» **EXCERPTED DATA**
◆ ◆ ◆

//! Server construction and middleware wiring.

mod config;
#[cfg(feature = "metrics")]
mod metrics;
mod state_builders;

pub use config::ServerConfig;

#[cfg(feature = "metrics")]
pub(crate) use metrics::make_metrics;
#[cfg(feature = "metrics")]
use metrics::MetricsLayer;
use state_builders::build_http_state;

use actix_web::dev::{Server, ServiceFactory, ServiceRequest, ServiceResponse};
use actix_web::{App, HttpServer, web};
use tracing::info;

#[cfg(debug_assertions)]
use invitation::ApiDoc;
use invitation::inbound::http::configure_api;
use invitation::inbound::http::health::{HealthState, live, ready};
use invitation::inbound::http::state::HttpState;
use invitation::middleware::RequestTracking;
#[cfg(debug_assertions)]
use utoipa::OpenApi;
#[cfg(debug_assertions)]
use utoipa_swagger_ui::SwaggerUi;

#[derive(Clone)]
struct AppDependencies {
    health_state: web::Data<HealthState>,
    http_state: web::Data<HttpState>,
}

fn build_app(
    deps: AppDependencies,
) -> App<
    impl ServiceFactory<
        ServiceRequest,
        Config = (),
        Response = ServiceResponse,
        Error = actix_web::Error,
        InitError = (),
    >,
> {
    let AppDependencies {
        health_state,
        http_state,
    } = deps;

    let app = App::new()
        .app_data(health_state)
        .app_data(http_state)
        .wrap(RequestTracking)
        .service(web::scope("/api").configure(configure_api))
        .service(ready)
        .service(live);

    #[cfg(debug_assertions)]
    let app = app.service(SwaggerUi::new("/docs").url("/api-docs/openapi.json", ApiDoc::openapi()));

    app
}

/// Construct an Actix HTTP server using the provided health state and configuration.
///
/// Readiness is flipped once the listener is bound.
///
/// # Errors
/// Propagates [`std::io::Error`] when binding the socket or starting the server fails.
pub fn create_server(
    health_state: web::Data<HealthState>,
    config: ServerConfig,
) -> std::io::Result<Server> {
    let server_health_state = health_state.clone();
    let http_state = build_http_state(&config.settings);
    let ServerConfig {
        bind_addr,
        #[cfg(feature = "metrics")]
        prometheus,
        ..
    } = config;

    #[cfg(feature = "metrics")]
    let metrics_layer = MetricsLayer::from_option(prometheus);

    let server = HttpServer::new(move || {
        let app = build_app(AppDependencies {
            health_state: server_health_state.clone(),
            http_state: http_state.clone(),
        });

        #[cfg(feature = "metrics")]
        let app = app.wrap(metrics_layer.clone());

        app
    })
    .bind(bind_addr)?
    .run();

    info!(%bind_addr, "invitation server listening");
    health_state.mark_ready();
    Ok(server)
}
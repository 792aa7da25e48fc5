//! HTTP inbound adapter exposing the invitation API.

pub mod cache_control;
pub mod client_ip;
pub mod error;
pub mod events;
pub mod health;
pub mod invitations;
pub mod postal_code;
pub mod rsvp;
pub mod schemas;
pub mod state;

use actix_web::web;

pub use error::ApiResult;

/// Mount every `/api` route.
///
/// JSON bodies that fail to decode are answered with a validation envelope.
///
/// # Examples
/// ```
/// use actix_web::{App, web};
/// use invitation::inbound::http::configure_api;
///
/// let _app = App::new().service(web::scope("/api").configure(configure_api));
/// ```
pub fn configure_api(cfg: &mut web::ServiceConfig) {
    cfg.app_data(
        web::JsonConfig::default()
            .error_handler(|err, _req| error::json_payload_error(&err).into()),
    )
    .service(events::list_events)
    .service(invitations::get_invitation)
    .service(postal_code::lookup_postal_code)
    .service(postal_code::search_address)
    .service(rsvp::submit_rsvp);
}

◆ ◆ ◆

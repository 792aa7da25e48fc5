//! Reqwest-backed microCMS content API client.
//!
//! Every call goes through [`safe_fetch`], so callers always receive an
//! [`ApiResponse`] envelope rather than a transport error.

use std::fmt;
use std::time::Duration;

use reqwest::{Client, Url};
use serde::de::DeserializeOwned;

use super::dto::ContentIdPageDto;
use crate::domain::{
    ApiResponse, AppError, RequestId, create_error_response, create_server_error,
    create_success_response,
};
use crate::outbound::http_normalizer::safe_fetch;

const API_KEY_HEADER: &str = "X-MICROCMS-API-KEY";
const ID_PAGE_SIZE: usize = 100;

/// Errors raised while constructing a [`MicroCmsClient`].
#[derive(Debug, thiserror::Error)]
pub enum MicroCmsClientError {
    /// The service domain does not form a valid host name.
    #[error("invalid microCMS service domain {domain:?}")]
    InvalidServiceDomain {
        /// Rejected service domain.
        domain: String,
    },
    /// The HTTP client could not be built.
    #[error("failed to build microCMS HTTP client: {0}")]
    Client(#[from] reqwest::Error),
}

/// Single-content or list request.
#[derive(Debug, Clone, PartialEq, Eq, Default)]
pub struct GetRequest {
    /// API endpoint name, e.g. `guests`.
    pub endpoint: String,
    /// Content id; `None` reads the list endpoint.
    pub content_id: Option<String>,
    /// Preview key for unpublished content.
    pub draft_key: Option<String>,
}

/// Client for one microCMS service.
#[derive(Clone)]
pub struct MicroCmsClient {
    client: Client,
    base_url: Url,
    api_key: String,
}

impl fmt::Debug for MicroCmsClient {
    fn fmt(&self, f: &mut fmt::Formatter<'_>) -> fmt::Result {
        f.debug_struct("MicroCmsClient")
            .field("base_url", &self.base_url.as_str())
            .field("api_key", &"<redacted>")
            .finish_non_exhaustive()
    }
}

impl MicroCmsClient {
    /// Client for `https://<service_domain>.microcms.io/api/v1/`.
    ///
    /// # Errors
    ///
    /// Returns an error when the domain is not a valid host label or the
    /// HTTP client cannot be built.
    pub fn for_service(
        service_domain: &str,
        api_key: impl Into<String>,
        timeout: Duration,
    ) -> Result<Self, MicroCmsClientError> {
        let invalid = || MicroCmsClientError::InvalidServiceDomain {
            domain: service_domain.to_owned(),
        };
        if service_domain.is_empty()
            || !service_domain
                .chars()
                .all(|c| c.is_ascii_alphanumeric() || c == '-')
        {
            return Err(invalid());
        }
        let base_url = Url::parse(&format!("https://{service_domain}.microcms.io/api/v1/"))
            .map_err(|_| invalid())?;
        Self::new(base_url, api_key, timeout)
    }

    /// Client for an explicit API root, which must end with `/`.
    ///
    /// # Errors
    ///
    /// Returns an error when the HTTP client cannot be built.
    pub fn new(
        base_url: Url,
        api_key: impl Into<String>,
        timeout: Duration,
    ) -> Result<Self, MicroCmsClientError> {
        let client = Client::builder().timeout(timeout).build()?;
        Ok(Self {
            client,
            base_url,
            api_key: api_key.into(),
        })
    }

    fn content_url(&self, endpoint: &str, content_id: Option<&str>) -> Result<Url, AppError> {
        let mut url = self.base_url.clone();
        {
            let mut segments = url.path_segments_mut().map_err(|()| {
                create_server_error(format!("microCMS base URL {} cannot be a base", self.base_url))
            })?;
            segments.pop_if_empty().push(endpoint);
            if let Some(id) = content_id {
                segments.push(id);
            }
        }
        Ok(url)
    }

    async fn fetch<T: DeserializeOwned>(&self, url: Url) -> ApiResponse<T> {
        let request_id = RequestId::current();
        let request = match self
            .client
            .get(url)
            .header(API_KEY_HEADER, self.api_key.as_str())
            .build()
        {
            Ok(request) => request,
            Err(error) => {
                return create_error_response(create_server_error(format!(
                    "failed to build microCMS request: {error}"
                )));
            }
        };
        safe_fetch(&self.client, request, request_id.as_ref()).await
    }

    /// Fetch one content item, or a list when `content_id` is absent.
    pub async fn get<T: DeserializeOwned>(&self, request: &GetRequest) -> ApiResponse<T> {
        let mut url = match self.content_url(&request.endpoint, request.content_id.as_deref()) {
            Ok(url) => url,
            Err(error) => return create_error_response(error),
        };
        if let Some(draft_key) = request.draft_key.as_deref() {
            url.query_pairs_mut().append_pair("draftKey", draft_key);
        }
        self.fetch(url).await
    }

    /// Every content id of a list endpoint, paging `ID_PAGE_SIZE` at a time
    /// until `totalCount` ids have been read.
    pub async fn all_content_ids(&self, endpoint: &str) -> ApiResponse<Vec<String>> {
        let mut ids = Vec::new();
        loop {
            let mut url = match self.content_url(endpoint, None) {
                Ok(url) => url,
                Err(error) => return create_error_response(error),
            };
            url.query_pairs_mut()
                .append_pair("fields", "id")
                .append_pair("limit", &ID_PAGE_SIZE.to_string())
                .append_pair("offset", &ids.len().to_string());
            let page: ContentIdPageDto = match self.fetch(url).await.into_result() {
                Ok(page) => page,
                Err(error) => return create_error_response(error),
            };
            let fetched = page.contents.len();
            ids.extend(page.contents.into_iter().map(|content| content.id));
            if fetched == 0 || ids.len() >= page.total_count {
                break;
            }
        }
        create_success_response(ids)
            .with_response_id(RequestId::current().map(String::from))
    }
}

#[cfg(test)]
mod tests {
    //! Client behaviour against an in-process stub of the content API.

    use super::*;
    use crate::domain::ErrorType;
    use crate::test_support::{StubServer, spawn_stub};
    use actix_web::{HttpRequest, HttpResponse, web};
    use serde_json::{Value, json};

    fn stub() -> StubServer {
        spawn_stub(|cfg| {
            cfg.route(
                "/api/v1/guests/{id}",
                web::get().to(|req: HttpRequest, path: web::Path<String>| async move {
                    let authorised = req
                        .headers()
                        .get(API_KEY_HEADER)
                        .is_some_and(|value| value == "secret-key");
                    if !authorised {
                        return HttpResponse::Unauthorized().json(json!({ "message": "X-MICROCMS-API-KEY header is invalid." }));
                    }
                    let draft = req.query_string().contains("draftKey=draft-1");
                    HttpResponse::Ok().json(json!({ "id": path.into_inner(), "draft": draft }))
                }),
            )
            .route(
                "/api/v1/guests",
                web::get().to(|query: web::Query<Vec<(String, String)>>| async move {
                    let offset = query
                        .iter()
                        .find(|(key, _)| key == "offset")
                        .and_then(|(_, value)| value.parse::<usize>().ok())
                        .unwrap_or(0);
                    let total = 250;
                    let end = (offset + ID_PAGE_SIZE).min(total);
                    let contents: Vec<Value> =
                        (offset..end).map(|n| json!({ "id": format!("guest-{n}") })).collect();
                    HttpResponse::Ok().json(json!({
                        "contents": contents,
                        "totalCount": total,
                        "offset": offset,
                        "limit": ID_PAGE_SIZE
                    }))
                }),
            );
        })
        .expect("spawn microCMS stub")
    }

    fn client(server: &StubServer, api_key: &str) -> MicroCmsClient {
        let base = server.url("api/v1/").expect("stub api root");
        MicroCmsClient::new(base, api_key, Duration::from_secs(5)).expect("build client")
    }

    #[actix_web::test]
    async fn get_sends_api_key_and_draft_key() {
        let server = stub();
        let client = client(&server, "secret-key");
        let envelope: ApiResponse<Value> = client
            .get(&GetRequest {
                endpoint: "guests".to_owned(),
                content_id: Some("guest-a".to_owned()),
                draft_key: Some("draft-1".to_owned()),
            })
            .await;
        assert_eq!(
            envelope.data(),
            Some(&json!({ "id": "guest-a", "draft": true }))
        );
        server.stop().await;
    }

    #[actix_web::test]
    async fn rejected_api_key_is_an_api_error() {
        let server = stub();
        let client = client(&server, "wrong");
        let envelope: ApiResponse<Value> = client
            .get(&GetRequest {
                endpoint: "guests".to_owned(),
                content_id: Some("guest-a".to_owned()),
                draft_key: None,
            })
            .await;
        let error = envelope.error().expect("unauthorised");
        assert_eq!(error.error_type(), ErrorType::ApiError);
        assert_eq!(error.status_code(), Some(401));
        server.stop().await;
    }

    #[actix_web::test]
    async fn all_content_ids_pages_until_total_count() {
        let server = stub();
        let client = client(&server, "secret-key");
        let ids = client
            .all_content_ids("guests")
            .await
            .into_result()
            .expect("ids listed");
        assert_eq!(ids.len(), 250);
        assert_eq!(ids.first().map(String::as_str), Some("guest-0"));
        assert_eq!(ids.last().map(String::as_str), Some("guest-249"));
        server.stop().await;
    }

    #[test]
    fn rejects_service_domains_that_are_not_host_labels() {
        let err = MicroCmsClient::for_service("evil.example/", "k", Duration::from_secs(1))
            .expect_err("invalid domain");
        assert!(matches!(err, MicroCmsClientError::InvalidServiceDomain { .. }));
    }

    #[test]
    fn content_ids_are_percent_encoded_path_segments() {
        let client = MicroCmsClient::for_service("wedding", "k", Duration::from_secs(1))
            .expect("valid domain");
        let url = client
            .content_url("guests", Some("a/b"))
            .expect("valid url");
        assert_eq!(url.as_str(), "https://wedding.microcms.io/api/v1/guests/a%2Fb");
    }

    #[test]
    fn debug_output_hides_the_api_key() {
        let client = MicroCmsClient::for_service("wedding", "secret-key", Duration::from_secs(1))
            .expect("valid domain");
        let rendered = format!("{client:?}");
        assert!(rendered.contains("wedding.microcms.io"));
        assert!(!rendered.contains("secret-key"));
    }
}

◆ ◆ ◆

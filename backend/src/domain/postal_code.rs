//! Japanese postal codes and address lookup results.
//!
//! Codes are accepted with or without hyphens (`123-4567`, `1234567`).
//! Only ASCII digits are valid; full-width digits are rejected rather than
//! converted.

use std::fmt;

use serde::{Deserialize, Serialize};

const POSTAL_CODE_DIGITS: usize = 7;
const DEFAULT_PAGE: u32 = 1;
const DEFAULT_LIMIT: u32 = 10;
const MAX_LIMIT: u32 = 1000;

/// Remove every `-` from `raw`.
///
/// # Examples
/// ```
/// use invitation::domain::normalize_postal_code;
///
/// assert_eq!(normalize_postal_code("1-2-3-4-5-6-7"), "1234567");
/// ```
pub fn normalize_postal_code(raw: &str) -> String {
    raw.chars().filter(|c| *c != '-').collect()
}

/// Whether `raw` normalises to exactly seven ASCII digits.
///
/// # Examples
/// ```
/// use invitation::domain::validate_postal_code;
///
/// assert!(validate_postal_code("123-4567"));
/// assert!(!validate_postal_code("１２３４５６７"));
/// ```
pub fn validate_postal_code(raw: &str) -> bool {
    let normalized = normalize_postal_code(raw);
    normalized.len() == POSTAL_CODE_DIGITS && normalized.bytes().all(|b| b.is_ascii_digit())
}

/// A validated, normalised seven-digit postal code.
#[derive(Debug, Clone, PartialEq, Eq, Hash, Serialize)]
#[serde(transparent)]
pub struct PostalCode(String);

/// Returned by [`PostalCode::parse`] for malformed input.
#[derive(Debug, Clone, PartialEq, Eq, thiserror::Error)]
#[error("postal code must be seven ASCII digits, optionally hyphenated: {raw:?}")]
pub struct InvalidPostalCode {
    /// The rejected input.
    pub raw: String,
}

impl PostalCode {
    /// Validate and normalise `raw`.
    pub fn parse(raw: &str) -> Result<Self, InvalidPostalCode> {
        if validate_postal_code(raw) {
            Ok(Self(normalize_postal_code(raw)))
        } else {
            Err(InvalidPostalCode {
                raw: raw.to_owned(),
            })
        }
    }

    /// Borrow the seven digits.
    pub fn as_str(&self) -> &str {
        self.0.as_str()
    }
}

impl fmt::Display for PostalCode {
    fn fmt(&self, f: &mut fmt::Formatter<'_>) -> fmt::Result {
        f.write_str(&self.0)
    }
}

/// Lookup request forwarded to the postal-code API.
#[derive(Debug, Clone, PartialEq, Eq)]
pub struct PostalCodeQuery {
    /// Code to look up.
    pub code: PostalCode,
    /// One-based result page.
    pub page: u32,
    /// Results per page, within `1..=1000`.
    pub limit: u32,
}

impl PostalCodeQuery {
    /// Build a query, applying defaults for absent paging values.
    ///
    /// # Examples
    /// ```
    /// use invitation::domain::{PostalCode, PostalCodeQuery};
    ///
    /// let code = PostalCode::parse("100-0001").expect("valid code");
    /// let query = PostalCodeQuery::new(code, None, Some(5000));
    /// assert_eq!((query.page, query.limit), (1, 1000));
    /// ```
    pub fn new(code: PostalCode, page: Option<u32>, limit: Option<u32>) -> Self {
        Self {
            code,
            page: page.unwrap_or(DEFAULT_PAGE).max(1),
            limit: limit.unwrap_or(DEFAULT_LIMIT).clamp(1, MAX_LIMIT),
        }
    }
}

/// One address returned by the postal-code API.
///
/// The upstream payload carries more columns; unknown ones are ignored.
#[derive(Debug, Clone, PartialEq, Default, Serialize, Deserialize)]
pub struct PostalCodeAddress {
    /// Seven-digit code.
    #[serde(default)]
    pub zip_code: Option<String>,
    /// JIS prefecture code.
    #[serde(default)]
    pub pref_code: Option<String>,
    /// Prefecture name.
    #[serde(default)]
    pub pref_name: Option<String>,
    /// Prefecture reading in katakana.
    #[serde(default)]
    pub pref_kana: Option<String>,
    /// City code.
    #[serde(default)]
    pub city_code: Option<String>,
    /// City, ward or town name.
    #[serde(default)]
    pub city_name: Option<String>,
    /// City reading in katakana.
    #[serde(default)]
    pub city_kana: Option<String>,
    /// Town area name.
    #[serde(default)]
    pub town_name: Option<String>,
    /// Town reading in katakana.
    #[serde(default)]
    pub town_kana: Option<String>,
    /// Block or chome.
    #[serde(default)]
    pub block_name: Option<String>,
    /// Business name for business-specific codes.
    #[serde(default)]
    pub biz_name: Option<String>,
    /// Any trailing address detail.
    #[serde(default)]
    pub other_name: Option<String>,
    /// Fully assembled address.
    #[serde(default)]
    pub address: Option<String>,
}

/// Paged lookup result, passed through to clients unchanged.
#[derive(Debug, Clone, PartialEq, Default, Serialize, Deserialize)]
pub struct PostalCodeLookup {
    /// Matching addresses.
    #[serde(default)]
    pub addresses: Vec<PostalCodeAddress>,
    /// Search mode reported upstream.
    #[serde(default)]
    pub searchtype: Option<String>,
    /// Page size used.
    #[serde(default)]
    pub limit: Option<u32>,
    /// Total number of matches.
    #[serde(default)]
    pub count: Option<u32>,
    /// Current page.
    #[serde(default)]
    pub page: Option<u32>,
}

◆ ◆ ◆

Each line in the listing where the word "paging" is found is to be copied.

    /// Every content id of a list endpoint, paging `ID_PAGE_SIZE` at a time
    /// Build a query, applying defaults for absent paging values.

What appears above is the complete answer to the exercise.